I apologize for the slight abuse of terminology; I hope it will become clear what I mean below.

Consider a random variable $X$. Both the mean and the median can be characterized by an optimality criterion: The mean is that number $\mu$ that minimizes $\mathrm E((X - \mu)^2)$, and the median that number which minimizes $\mathrm E(|X - \mu|)$. In this perspective, the difference between mean and median is the choice of "metric" for evaluating deviations, the square or the absolute value.

On the other hand, the median is that number for which $\mathrm{Pr}(X \leq \mu) = \frac12$ (assuming absolute continuity), i.e. this definition depends only on the ability to order values of $X$ and is independent of how much they differ.

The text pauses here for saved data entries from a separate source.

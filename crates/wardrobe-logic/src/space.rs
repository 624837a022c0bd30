//! Space configuration — the room cavity the wardrobe is built into.
//!
//! This module provides the persisted data model for a space (dimensions,
//! installation, frames, base, dropped ceiling, structural columns) and the
//! derived interior measurements every other module builds on, independent
//! of any store or UI framework.
//!
//! All lengths are millimetres in the room frame: X = 0 at the room's left
//! outer edge, Y = 0 at the floor, Z = 0 at the back wall.
//!
//! ```
//! use wardrobe_logic::space::{SpaceConfig, validate_space};
//!
//! let space = SpaceConfig::default();
//! assert!(validate_space(&space).is_empty());
//! assert_eq!(space.internal_width(), 3500.0);
//! ```

use serde::{Deserialize, Serialize};

use crate::constants::{dropped, frame};

/// Left or right side of the room (also used for door hinges).
#[derive(Debug, Clone, Copy, PartialEq, Eq, Hash, Serialize, Deserialize)]
#[serde(rename_all = "lowercase")]
pub enum Side {
    Left,
    Right,
}

impl Side {
    pub fn opposite(self) -> Self {
        match self {
            Side::Left => Side::Right,
            Side::Right => Side::Left,
        }
    }
}

/// How the wardrobe sits between the walls.
#[derive(Debug, Clone, Copy, PartialEq, Eq, Serialize, Deserialize)]
#[serde(rename_all = "lowercase")]
pub enum InstallType {
    /// Walls on both sides.
    #[serde(alias = "built-in")]
    Builtin,
    /// Wall on one side, end panel on the other.
    #[serde(alias = "semi-standing")]
    Semistanding,
    /// No walls; end panels on both sides.
    #[serde(alias = "free-standing")]
    Freestanding,
}

/// Whether a decorative frame surrounds the opening.
#[derive(Debug, Clone, Copy, PartialEq, Eq, Serialize, Deserialize)]
#[serde(rename_all = "kebab-case")]
pub enum SurroundType {
    Surround,
    NoSurround,
}

/// Surround frame thickness per side.
#[derive(Debug, Clone, Copy, PartialEq, Serialize, Deserialize)]
#[serde(default)]
pub struct FrameSize {
    pub left: f64,
    pub right: f64,
    pub top: f64,
}

impl Default for FrameSize {
    fn default() -> Self {
        Self {
            left: frame::DEFAULT_FRAME,
            right: frame::DEFAULT_FRAME,
            top: frame::DEFAULT_TOP_FRAME,
        }
    }
}

/// No-surround spacing per side. `None` derives the gap from wall presence.
#[derive(Debug, Clone, Copy, Default, PartialEq, Serialize, Deserialize)]
#[serde(default)]
pub struct GapConfig {
    pub left: Option<f64>,
    pub right: Option<f64>,
}

/// Which sides have a physical wall.
#[derive(Debug, Clone, Copy, PartialEq, Eq, Serialize, Deserialize)]
#[serde(default)]
pub struct WallConfig {
    pub left: bool,
    pub right: bool,
}

impl Default for WallConfig {
    fn default() -> Self {
        Self {
            left: true,
            right: true,
        }
    }
}

/// What the carcasses stand on.
#[derive(Debug, Clone, Copy, PartialEq, Serialize, Deserialize)]
#[serde(tag = "type", rename_all = "lowercase")]
pub enum BaseConfig {
    /// Floor-standing plinth frame of the given height.
    Floor { height: f64 },
    /// Legs/stand with no plinth; optional float height above the floor.
    Stand {
        #[serde(default, rename = "floatHeight")]
        float_height: Option<f64>,
    },
}

impl Default for BaseConfig {
    fn default() -> Self {
        BaseConfig::Floor {
            height: frame::DEFAULT_BASE_HEIGHT,
        }
    }
}

/// A lowered ceiling section on one side of the room.
#[derive(Debug, Clone, PartialEq, Serialize, Deserialize)]
#[serde(default, rename_all = "camelCase")]
pub struct DroppedCeiling {
    pub enabled: bool,
    pub position: Side,
    /// Outer width of the dropped section.
    pub width: f64,
    /// How far the ceiling drops.
    pub drop_height: f64,
    /// Explicit slot count for the dropped zone.
    pub column_count: Option<u32>,
    /// Explicit per-slot widths for the dropped zone.
    pub slot_widths: Option<Vec<f64>>,
}

impl Default for DroppedCeiling {
    fn default() -> Self {
        Self {
            enabled: false,
            position: Side::Right,
            width: dropped::DEFAULT_WIDTH,
            drop_height: dropped::DEFAULT_DROP_HEIGHT,
            column_count: None,
            slot_widths: None,
        }
    }
}

/// Plan position of a column centre.
#[derive(Debug, Clone, Copy, Default, PartialEq, Serialize, Deserialize)]
pub struct PlanPosition {
    pub x: f64,
    pub z: f64,
}

/// A structural column (pillar) standing against the back wall.
#[derive(Debug, Clone, PartialEq, Serialize, Deserialize)]
pub struct Column {
    pub id: String,
    pub position: PlanPosition,
    pub width: f64,
    pub depth: f64,
    pub height: f64,
}

impl Column {
    /// A column of the given footprint centred at `x`, flush to the back wall.
    pub fn new(id: impl Into<String>, x: f64, width: f64, depth: f64, height: f64) -> Self {
        Self {
            id: id.into(),
            position: PlanPosition { x, z: depth / 2.0 },
            width,
            depth,
            height,
        }
    }

    pub fn left_edge(&self) -> f64 {
        self.position.x - self.width / 2.0
    }

    pub fn right_edge(&self) -> f64 {
        self.position.x + self.width / 2.0
    }

    /// Z of the column's front face.
    pub fn front_z(&self) -> f64 {
        self.position.z + self.depth / 2.0
    }

    /// Length of `[start, end]` covered by this column.
    pub fn overlap_with(&self, start: f64, end: f64) -> f64 {
        (self.right_edge().min(end) - self.left_edge().max(start)).max(0.0)
    }
}

/// The authoritative space description, as persisted by the store.
#[derive(Debug, Clone, PartialEq, Serialize, Deserialize)]
#[serde(rename_all = "camelCase")]
pub struct SpaceConfig {
    pub width: f64,
    pub height: f64,
    pub depth: f64,
    pub install_type: InstallType,
    pub surround_type: SurroundType,
    #[serde(default)]
    pub frame_size: FrameSize,
    #[serde(default)]
    pub gap_config: GapConfig,
    #[serde(default)]
    pub wall_config: WallConfig,
    #[serde(default)]
    pub base_config: BaseConfig,
    /// Floor finish thickness, if a finish is laid.
    #[serde(default)]
    pub floor_finish: Option<f64>,
    #[serde(default)]
    pub dropped_ceiling: Option<DroppedCeiling>,
    #[serde(default)]
    pub columns: Vec<Column>,
    /// Explicit slot count for the whole space (or the normal zone).
    #[serde(default)]
    pub custom_column_count: Option<u32>,
    /// Explicit per-slot widths for the whole space (or the normal zone).
    #[serde(default)]
    pub custom_slot_widths: Option<Vec<f64>>,
}

impl Default for SpaceConfig {
    fn default() -> Self {
        Self {
            width: 3600.0,
            height: 2400.0,
            depth: 580.0,
            install_type: InstallType::Builtin,
            surround_type: SurroundType::Surround,
            frame_size: FrameSize::default(),
            gap_config: GapConfig::default(),
            wall_config: WallConfig::default(),
            base_config: BaseConfig::default(),
            floor_finish: None,
            dropped_ceiling: None,
            columns: Vec::new(),
            custom_column_count: None,
            custom_slot_widths: None,
        }
    }
}

impl SpaceConfig {
    /// Parse a space from the store's JSON shape.
    pub fn from_json(json: &str) -> Result<Self, serde_json::Error> {
        serde_json::from_str(json)
    }

    /// Width taken from the cavity on one side by a frame or gap.
    pub fn side_reduction(&self, side: Side) -> f64 {
        match self.surround_type {
            SurroundType::Surround => match side {
                Side::Left => self.frame_size.left,
                Side::Right => self.frame_size.right,
            },
            SurroundType::NoSurround => {
                let (configured, wall) = match side {
                    Side::Left => (self.gap_config.left, self.wall_config.left),
                    Side::Right => (self.gap_config.right, self.wall_config.right),
                };
                configured.unwrap_or(if wall {
                    frame::WALL_GAP
                } else {
                    frame::END_PANEL_GAP
                })
            }
        }
    }

    /// Interior cavity width between frames/gaps.
    pub fn internal_width(&self) -> f64 {
        self.width - self.side_reduction(Side::Left) - self.side_reduction(Side::Right)
    }

    /// Room X where the cavity starts.
    pub fn internal_start_x(&self) -> f64 {
        self.side_reduction(Side::Left)
    }

    /// Height of the plinth frame (0 for a stand).
    pub fn base_frame_height(&self) -> f64 {
        match self.base_config {
            BaseConfig::Floor { height } => height,
            BaseConfig::Stand { .. } => 0.0,
        }
    }

    fn float_height(&self) -> f64 {
        match self.base_config {
            BaseConfig::Floor { .. } => 0.0,
            BaseConfig::Stand { float_height } => float_height.unwrap_or(0.0),
        }
    }

    /// Interior height between base and top frame.
    pub fn internal_height(&self) -> f64 {
        self.height
            - self.floor_finish.unwrap_or(0.0)
            - self.frame_size.top
            - self.base_frame_height()
            - self.float_height()
    }

    /// Y where lower furniture bodies start.
    pub fn floor_start(&self) -> f64 {
        self.floor_finish.unwrap_or(0.0) + self.base_frame_height() + self.float_height()
    }

    /// The dropped ceiling, if present and enabled.
    pub fn active_dropped_ceiling(&self) -> Option<&DroppedCeiling> {
        self.dropped_ceiling.as_ref().filter(|d| d.enabled)
    }
}

/// Space validation error.
#[derive(Debug, Clone, PartialEq, thiserror::Error)]
pub enum ConfigError {
    #[error("{name} must be positive, got {value}")]
    NonPositiveDimension { name: &'static str, value: f64 },
    #[error("frames and gaps leave no interior width ({0}mm)")]
    NoInteriorWidth(f64),
    #[error("negative {name} frame/gap: {value}")]
    NegativeReduction { name: &'static str, value: f64 },
    #[error("dropped ceiling width {width}mm must lie strictly inside the space width {total}mm")]
    DroppedWidthOutOfRange { width: f64, total: f64 },
    #[error("drop height {drop}mm must be below the space height {height}mm")]
    DropHeightTooLarge { drop: f64, height: f64 },
    #[error("column {id}: {reason}")]
    InvalidColumn { id: String, reason: &'static str },
    #[error("explicit slot count must be at least 1")]
    ZeroColumnCount,
    #[error("install type {install:?} does not match wall flags (left={left}, right={right})")]
    InstallWallMismatch {
        install: InstallType,
        left: bool,
        right: bool,
    },
}

/// Validate a space, returning all errors found.
pub fn validate_space(space: &SpaceConfig) -> Vec<ConfigError> {
    let mut errors = Vec::new();

    for (name, value) in [
        ("width", space.width),
        ("height", space.height),
        ("depth", space.depth),
    ] {
        if value <= 0.0 {
            errors.push(ConfigError::NonPositiveDimension { name, value });
        }
    }

    for (name, value) in [
        ("left", space.side_reduction(Side::Left)),
        ("right", space.side_reduction(Side::Right)),
        ("top", space.frame_size.top),
    ] {
        if value < 0.0 {
            errors.push(ConfigError::NegativeReduction { name, value });
        }
    }

    if space.width > 0.0 && space.internal_width() <= 0.0 {
        errors.push(ConfigError::NoInteriorWidth(space.internal_width()));
    }

    if let Some(dc) = space.active_dropped_ceiling() {
        if dc.width <= 0.0 || dc.width >= space.width {
            errors.push(ConfigError::DroppedWidthOutOfRange {
                width: dc.width,
                total: space.width,
            });
        }
        if dc.drop_height >= space.height {
            errors.push(ConfigError::DropHeightTooLarge {
                drop: dc.drop_height,
                height: space.height,
            });
        }
        if dc.column_count == Some(0) {
            errors.push(ConfigError::ZeroColumnCount);
        }
    }

    if space.custom_column_count == Some(0) {
        errors.push(ConfigError::ZeroColumnCount);
    }

    for c in &space.columns {
        if c.width <= 0.0 {
            errors.push(ConfigError::InvalidColumn {
                id: c.id.clone(),
                reason: "width must be positive",
            });
        }
        if c.depth <= 0.0 {
            errors.push(ConfigError::InvalidColumn {
                id: c.id.clone(),
                reason: "depth must be positive",
            });
        }
        if c.right_edge() <= 0.0 || c.left_edge() >= space.width {
            errors.push(ConfigError::InvalidColumn {
                id: c.id.clone(),
                reason: "lies outside the room",
            });
        }
    }

    let walls = space.wall_config;
    let consistent = match space.install_type {
        InstallType::Builtin => walls.left && walls.right,
        InstallType::Semistanding => walls.left != walls.right,
        InstallType::Freestanding => !walls.left && !walls.right,
    };
    if !consistent {
        errors.push(ConfigError::InstallWallMismatch {
            install: space.install_type,
            left: walls.left,
            right: walls.right,
        });
    }

    errors
}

A consequence of this is that for every strictly increasing function $f(x)$, $\mathrm{median}(f(X)) = f(\mathrm{median}(X))$, meaning it is "topological" in the sense of invariance under "rubber-like" transformations.

Now I've done the math and I know that starting from the optimality criterion I can arrive at the $\frac12$-quantile, so both describe the same thing. But still I am confused, because my intuition tells me that something that depends on a "metric" cannot lead to a "topological" property.

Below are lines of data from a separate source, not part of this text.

// ── 1. Fixture ──────────────────────────────────────────────────────────

fn validate_fixture(verbose: bool) -> Vec<TestResult> {
    println!("--- Sample Fixture ---");
    let mut results = Vec::new();

    let fixture = match load_fixture() {
        Ok(f) => f,
        Err(e) => {
            results.push(TestResult::new("fixture_parse", false, e));
            return results;
        }
    };

    log::info!(
        "fixture: {}mm wide, {} columns, {} modules",
        fixture.space.width,
        fixture.space.columns.len(),
        fixture.modules.len()
    );

    let errors = validate_space(&fixture.space);
    results.push(TestResult::new(
        "fixture_space_valid",
        errors.is_empty(),
        format!("{} validation errors {errors:?}", errors.len()),
    ));

    let catalog = StaticCatalog::new(fixture.catalog);
    let missing: Vec<_> = fixture
        .modules
        .iter()
        .filter(|m| catalog.get(&m.module_id).is_none())
        .map(|m| m.id.as_str())
        .collect();
    results.push(TestResult::new(
        "fixture_catalog_complete",
        missing.is_empty(),
        format!("modules without catalog entry: {missing:?}"),
    ));

    let layout = match SpaceLayout::derive(&fixture.space) {
        Ok(l) => l,
        Err(e) => {
            results.push(TestResult::new("fixture_layout", false, e.to_string()));
            return results;
        }
    };
    let normal = layout.slot_count(ZoneKind::Normal);
    let dropped = layout.slot_count(ZoneKind::Dropped);
    results.push(TestResult::new(
        "fixture_zone_slots",
        normal == 5 && dropped == 2,
        format!("normal={normal}, dropped={dropped}"),
    ));

    let column_slots: Vec<_> = layout
        .column_slots
        .iter()
        .filter(|s| s.has_column())
        .map(|s| s.slot_index)
        .collect();
    results.push(TestResult::new(
        "fixture_column_slot",
        column_slots == vec![2],
        format!("column slots {column_slots:?}"),
    ));

    let report = slot_occupancy(&layout, &fixture.modules, &catalog);
    if verbose {
        for slot in &report.slots {
            println!(
                "  slot {:>2} {:?}/{}: {:?}",
                slot.global_index, slot.zone, slot.local_index, slot.occupants
            );
        }
    }
    results.push(TestResult::new(
        "fixture_no_conflicts",
        report.conflicts.is_empty(),
        format!("conflicting slots {:?}", report.conflicts),
    ));

    // Stored column fields should already match what reconciliation computes.
    match EditContext::new(&fixture.space, &fixture.modules, &catalog) {
        Ok(ctx) => {
            let actions = reconcile_columns(&ctx);
            results.push(TestResult::new(
                "fixture_reconciled",
                actions.is_empty(),
                format!("{} pending actions {actions:?}", actions.len()),
            ));
        }
        Err(e) => results.push(TestResult::new("fixture_reconciled", false, e.to_string())),
    }

    results
}

// ── 2. Indexing sweep ───────────────────────────────────────────────────

fn validate_indexing_sweep(verbose: bool) -> Vec<TestResult> {
    println!("--- Indexing Sweep ---");
    let mut rng = StdRng::seed_from_u64(SEED);
    let mut sum_failures = 0;
    let mut order_failures = 0;
    let mut dual_failures = 0;
    let runs = 500;

    for _ in 0..runs {
        let width: f64 = rng.gen_range(300.0..8000.0);
        let width = (width * 10.0).round() / 10.0;
        let count = if rng.gen_bool(0.5) {
            default_column_count(width)
        } else {
            rng.gen_range(1..16)
        };
        let Ok(idx) = index_span(rng.gen_range(0.0..60.0), width, count, None) else {
            sum_failures += 1;
            continue;
        };
        let sum: f64 = idx.slot_widths.iter().sum();
        if (sum - width).abs() > 0.1 {
            sum_failures += 1;
            if verbose {
                println!("  width {width} / {count}: sum {sum}");
            }
        }
        if idx.boundaries.windows(2).any(|b| b[1] <= b[0]) {
            order_failures += 1;
        }
        if idx.dual_positions.len() + 1 != idx.column_count {
            dual_failures += 1;
        }
    }

    vec![
        TestResult::new(
            "indexing_sum_matches_width",
            sum_failures == 0,
            format!("{sum_failures}/{runs} failures"),
        ),
        TestResult::new(
            "indexing_boundaries_increase",
            order_failures == 0,
            format!("{order_failures}/{runs} failures"),
        ),
        TestResult::new(
            "indexing_dual_count",
            dual_failures == 0,
            format!("{dual_failures}/{runs} failures"),
        ),
    ]
}

// ── 3. Zone sweep ───────────────────────────────────────────────────────

fn validate_zone_sweep(_verbose: bool) -> Vec<TestResult> {
    println!("--- Zone Sweep ---");
    let mut rng = StdRng::seed_from_u64(SEED + 1);
    let mut partition_failures = 0;
    let mut straddle_failures = 0;
    let mut layout_errors = 0;
    let runs = 300;

    for _ in 0..runs {
        let width = rng.gen_range(1800.0..6000.0_f64).round();
        let dropped = rng.gen_range(400.0..(width - 1000.0)).round();
        let mut space = SpaceConfig {
            width,
            ..SpaceConfig::default()
        };
        space.dropped_ceiling = Some(DroppedCeiling {
            enabled: true,
            position: if rng.gen_bool(0.5) { Side::Left } else { Side::Right },
            width: dropped,
            ..DroppedCeiling::default()
        });
        let Ok(layout) = SpaceLayout::derive(&space) else {
            layout_errors += 1;
            continue;
        };
        let total: f64 = layout.zones.zones.iter().map(|z| z.outer_width).sum();
        if (total - width).abs() > 1e-9 {
            partition_failures += 1;
        }
        for zone in &layout.zones.zones {
            if zone.slots.start_x < zone.outer_start - 1e-9
                || zone.slots.end_x() > zone.outer_end() + 0.1
            {
                straddle_failures += 1;
            }
        }
    }

    vec![
        TestResult::new(
            "zones_derive",
            layout_errors == 0,
            format!("{layout_errors}/{runs} layout errors"),
        ),
        TestResult::new(
            "zones_partition_width",
            partition_failures == 0,
            format!("{partition_failures}/{runs} failures"),
        ),
        TestResult::new(
            "zones_slots_inside_zone",
            straddle_failures == 0,
            format!("{straddle_failures} slots straddle a zone boundary"),
        ),
    ]
}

Can someone resolve this riddle for me?

  • 2
    $\begingroup$ Nice title! :-) $\endgroup$
    – Luis Mendo
    May 4, 2015 at 8:56

1 Answer 1


The flaw in your reasoning is that something that depends on a metric cannot be a topological property.

Take compactness of metric spaces. This can be defined in terms of the metric: compactness means that the space is complete (depends on the metric) and totally bounded (depends on the metric). It turns out though, that this property is an invariant under homeomorphism, and indeed, can be defined in terms of only the topology (finite sub covers of any cover, the usual way).

Another example is the various homology theories. Only singular homology is truly topological in its definition. All the others, simplicial, cellular, De Rham (cohomology, but grant me a little looseness), etc, depend on extra structure, but turn out to be equivalent (and quite a bit easier to work with).

This comes up a lot in math, sometimes the easiest way to go about defining something is in terms of some ancillary structure, and then it is demonstrated that the resulting entity does not, in fact, depend on the choice of ancillary structure at all.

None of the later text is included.